Scan the records for lines with the word "cleaned", and copy every such line.

*-*-*

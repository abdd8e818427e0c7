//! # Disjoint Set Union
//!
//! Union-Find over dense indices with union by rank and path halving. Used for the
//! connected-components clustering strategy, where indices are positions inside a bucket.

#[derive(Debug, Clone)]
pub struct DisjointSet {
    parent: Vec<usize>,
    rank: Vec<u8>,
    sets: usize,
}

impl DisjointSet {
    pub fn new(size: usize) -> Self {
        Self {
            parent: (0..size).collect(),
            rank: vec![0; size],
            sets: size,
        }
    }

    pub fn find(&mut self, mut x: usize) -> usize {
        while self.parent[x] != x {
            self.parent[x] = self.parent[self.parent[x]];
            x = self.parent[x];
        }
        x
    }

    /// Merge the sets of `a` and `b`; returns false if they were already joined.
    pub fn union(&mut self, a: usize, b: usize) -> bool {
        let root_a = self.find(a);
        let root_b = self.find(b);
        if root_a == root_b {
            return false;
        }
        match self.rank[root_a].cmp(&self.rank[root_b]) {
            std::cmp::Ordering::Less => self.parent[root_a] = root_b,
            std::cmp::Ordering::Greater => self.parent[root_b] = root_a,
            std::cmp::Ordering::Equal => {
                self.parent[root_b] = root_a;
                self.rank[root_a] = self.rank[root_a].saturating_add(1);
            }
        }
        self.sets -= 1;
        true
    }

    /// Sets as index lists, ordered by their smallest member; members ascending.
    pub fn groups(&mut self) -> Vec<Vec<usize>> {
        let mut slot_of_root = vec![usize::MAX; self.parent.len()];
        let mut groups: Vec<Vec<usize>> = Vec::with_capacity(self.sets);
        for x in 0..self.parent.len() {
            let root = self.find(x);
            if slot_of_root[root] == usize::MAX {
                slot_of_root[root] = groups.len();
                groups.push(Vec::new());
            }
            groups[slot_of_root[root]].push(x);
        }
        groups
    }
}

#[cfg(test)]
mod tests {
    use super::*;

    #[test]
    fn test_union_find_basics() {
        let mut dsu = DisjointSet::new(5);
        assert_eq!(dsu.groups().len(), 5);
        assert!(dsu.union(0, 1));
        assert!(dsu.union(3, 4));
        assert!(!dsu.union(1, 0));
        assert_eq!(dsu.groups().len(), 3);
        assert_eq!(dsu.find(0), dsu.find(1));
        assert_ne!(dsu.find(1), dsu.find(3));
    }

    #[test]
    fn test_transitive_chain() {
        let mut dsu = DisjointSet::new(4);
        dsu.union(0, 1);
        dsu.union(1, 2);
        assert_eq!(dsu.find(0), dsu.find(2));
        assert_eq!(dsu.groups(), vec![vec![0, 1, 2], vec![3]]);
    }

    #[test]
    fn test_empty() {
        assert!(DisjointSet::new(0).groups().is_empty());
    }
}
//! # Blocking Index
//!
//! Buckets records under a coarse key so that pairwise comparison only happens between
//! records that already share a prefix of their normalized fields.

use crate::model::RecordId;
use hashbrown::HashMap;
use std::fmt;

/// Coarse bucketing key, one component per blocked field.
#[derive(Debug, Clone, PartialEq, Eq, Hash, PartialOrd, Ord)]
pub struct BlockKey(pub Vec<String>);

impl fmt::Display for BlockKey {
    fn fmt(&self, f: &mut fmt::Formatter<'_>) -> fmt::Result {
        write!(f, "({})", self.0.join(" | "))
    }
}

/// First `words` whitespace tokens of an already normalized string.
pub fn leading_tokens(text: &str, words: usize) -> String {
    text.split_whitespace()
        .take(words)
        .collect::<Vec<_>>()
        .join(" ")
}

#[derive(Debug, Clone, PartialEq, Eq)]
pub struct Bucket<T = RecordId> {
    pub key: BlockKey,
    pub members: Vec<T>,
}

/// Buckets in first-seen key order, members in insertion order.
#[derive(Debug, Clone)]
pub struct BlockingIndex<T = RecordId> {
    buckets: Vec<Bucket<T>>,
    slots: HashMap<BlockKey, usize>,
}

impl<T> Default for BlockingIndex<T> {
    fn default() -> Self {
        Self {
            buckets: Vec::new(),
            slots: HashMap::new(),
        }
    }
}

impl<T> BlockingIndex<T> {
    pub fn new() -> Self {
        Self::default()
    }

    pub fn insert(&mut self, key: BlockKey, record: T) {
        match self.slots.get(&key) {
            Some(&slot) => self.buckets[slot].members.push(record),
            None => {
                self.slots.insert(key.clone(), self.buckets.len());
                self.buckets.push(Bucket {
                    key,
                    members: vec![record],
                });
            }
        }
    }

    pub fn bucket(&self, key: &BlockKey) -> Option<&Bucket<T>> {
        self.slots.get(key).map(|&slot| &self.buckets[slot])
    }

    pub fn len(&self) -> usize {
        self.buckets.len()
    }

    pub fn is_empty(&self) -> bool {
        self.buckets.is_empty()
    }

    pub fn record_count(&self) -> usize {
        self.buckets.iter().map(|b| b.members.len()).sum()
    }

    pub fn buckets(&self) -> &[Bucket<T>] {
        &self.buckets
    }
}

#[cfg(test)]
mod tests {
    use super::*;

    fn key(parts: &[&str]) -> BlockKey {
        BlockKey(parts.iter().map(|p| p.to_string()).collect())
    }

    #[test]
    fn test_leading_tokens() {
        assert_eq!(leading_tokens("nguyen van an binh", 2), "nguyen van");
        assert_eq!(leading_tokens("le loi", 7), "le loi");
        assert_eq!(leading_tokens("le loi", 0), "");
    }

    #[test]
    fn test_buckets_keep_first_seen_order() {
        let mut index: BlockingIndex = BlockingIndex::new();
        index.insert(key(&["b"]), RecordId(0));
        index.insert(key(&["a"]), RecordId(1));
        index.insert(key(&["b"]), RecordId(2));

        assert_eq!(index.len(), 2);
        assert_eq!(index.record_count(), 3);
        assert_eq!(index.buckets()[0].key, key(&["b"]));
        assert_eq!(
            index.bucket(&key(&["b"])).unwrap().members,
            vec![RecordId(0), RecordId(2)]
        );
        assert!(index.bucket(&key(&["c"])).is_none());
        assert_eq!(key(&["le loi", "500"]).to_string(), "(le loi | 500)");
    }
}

*-*-*

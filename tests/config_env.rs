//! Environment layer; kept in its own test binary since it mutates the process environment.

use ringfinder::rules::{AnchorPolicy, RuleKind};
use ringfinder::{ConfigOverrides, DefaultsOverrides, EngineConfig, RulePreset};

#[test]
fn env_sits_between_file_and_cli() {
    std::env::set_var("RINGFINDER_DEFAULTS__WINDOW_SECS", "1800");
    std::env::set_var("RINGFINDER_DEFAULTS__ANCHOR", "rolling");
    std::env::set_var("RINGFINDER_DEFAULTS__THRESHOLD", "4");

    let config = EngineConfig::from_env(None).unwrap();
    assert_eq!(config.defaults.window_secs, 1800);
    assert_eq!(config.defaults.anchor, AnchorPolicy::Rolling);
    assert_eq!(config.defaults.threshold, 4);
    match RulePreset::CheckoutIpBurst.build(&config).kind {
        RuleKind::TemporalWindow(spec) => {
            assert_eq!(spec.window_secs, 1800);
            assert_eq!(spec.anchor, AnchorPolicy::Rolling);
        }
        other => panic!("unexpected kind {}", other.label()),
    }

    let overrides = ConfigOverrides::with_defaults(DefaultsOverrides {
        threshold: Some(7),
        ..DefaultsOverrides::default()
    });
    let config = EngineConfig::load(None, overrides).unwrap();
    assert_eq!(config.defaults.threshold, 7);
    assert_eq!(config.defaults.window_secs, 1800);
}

*-*-*

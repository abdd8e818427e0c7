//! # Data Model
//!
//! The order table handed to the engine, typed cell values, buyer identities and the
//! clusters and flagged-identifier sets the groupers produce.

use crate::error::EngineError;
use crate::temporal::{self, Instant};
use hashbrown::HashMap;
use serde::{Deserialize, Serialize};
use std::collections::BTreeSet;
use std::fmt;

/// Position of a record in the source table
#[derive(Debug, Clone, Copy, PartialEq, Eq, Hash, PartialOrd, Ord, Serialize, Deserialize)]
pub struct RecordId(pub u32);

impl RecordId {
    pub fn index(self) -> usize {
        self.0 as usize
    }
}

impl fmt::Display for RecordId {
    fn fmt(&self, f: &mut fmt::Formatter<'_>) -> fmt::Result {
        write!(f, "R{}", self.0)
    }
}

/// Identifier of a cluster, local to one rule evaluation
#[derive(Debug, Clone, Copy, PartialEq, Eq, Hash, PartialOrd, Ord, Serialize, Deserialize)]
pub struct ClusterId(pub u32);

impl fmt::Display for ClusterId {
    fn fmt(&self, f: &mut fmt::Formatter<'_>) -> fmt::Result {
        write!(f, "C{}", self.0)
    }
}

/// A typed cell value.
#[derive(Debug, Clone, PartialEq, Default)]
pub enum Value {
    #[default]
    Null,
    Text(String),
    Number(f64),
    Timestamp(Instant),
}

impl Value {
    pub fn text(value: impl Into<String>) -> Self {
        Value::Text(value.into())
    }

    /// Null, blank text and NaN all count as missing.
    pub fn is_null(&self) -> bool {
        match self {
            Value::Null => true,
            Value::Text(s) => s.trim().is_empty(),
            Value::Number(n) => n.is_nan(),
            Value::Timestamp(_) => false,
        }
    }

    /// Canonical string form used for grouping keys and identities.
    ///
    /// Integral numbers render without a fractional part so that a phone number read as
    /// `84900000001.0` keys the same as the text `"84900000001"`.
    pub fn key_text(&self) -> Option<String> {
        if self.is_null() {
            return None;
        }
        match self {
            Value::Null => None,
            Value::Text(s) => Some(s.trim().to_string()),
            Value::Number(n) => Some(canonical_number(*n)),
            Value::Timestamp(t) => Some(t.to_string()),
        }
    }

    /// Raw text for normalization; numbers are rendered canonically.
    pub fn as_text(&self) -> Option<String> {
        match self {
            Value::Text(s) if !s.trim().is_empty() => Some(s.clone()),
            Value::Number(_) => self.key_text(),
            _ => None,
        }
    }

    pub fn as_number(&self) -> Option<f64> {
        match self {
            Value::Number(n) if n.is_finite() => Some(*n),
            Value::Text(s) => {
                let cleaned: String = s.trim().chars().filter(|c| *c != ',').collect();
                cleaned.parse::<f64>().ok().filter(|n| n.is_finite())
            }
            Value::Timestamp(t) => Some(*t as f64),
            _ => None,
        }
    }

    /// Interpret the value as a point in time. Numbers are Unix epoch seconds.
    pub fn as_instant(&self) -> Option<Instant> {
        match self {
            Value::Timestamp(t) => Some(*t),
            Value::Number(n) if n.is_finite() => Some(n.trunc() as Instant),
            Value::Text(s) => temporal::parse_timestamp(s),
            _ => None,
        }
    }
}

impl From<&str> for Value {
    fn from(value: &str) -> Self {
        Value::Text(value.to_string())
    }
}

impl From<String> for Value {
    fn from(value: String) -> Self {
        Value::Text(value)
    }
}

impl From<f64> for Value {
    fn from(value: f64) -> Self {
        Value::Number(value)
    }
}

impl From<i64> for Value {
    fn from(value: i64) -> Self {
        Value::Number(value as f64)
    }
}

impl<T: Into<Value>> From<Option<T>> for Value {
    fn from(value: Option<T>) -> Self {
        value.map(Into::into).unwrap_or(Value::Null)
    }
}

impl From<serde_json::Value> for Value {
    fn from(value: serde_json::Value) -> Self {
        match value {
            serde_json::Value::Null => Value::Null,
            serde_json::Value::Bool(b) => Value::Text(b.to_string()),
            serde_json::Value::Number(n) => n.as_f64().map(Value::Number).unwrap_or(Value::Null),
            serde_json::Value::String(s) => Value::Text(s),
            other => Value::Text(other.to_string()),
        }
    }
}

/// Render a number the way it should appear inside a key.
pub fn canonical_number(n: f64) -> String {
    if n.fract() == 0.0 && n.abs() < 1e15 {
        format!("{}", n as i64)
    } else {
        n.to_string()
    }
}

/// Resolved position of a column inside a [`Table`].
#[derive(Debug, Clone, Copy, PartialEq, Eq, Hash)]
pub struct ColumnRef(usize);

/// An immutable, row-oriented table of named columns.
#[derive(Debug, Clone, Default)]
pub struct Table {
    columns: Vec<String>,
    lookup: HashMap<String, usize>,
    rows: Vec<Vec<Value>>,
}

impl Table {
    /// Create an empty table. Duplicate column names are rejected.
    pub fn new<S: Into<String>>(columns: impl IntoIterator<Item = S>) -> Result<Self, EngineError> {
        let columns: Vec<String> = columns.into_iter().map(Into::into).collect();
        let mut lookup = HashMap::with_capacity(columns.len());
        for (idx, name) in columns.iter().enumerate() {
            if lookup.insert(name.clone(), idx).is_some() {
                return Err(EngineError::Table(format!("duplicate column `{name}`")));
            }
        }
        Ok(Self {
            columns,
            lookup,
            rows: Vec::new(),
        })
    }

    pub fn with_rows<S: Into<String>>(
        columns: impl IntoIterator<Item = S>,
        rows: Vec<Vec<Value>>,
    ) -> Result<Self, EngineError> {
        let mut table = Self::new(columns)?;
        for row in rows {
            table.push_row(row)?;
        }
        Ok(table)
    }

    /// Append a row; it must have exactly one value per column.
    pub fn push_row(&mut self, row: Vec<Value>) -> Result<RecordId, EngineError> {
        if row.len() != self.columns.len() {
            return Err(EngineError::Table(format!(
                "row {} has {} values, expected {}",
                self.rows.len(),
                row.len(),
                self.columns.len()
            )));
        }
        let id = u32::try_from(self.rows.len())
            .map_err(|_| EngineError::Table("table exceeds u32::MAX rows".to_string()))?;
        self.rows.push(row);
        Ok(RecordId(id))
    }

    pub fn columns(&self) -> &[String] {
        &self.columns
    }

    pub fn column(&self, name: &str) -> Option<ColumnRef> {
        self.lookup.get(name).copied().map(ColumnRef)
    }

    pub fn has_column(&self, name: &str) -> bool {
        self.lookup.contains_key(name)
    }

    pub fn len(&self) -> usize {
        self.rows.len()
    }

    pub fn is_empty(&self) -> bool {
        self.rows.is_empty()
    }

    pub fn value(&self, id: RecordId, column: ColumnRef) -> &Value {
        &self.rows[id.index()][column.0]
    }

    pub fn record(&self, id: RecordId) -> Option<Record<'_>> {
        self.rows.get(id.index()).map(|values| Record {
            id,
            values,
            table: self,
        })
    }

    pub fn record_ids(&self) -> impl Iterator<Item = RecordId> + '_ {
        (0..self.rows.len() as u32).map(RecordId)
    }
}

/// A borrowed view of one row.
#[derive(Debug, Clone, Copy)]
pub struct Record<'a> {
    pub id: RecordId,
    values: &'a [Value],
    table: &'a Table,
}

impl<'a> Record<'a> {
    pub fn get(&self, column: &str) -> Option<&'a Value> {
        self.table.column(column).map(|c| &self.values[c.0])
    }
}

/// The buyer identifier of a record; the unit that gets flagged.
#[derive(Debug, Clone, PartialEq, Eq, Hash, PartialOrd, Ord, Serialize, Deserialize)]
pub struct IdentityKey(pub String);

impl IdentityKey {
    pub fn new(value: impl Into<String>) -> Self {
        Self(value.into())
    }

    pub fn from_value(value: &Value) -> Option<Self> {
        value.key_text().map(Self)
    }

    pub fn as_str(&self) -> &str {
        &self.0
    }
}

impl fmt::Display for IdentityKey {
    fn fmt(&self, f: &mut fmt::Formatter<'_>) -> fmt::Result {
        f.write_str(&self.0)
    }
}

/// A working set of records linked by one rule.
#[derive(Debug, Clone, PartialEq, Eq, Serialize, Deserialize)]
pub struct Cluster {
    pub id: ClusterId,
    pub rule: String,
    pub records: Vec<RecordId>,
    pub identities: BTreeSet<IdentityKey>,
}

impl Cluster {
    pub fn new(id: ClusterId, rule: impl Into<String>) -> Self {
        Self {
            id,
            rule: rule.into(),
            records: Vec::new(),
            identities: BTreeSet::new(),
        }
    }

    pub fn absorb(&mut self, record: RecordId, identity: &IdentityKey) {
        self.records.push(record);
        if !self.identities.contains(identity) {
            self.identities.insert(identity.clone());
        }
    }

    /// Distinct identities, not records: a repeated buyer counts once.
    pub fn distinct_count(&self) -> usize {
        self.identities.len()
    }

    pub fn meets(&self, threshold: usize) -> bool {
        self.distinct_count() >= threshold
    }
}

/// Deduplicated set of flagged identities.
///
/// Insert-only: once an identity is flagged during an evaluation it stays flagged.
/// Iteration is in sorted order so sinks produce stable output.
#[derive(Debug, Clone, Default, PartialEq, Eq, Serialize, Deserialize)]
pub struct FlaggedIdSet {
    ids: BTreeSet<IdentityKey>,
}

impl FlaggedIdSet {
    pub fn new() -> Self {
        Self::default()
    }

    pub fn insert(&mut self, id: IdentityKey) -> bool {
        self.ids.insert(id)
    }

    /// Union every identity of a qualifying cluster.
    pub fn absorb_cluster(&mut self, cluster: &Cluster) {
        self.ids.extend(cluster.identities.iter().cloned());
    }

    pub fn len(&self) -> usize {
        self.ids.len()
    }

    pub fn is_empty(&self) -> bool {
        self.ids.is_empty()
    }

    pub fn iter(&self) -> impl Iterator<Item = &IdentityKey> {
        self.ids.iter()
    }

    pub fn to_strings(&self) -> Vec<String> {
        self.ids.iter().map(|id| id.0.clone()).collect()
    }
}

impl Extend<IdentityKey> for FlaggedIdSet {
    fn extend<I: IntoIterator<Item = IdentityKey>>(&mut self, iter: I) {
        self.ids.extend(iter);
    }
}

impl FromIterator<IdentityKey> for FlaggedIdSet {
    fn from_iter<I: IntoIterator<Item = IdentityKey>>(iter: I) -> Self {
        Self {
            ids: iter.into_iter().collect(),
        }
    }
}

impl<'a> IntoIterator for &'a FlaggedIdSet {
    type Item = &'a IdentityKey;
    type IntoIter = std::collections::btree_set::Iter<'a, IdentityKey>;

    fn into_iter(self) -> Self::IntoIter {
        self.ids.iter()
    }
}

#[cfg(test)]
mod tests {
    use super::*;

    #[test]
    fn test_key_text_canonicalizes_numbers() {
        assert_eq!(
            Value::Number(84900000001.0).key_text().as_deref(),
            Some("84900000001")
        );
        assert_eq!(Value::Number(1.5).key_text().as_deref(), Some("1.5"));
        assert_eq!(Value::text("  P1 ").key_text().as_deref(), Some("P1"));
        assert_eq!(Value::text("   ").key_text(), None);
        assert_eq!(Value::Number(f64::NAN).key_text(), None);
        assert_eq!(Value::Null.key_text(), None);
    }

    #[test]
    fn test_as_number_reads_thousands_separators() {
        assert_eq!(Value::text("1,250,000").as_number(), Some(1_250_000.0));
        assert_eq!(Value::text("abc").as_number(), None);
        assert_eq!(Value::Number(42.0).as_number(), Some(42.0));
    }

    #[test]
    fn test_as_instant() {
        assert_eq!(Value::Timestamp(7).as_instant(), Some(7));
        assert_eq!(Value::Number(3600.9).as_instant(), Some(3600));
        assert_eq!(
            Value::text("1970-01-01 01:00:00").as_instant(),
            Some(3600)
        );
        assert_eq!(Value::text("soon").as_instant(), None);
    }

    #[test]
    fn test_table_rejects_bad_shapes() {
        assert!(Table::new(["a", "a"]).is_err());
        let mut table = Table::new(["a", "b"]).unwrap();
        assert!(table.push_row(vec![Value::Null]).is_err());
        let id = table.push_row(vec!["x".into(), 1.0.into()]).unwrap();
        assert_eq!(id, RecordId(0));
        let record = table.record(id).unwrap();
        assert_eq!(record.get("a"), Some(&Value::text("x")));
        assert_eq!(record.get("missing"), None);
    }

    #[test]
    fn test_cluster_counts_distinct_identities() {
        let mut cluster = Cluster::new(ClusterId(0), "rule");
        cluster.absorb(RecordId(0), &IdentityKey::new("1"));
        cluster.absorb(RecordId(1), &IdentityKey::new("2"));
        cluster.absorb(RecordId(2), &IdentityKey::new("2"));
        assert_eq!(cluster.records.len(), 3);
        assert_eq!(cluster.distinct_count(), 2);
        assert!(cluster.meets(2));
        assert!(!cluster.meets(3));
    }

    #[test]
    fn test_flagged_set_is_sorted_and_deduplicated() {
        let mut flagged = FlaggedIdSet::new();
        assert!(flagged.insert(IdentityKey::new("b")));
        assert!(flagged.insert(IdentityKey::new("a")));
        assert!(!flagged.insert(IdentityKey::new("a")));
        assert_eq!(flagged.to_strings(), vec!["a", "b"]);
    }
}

*-*-*

The answer ::
                let cleaned: String = s.trim().chars().filter(|c| *c != ',').collect();
                cleaned.parse::<f64>().ok().filter(|n| n.is_finite())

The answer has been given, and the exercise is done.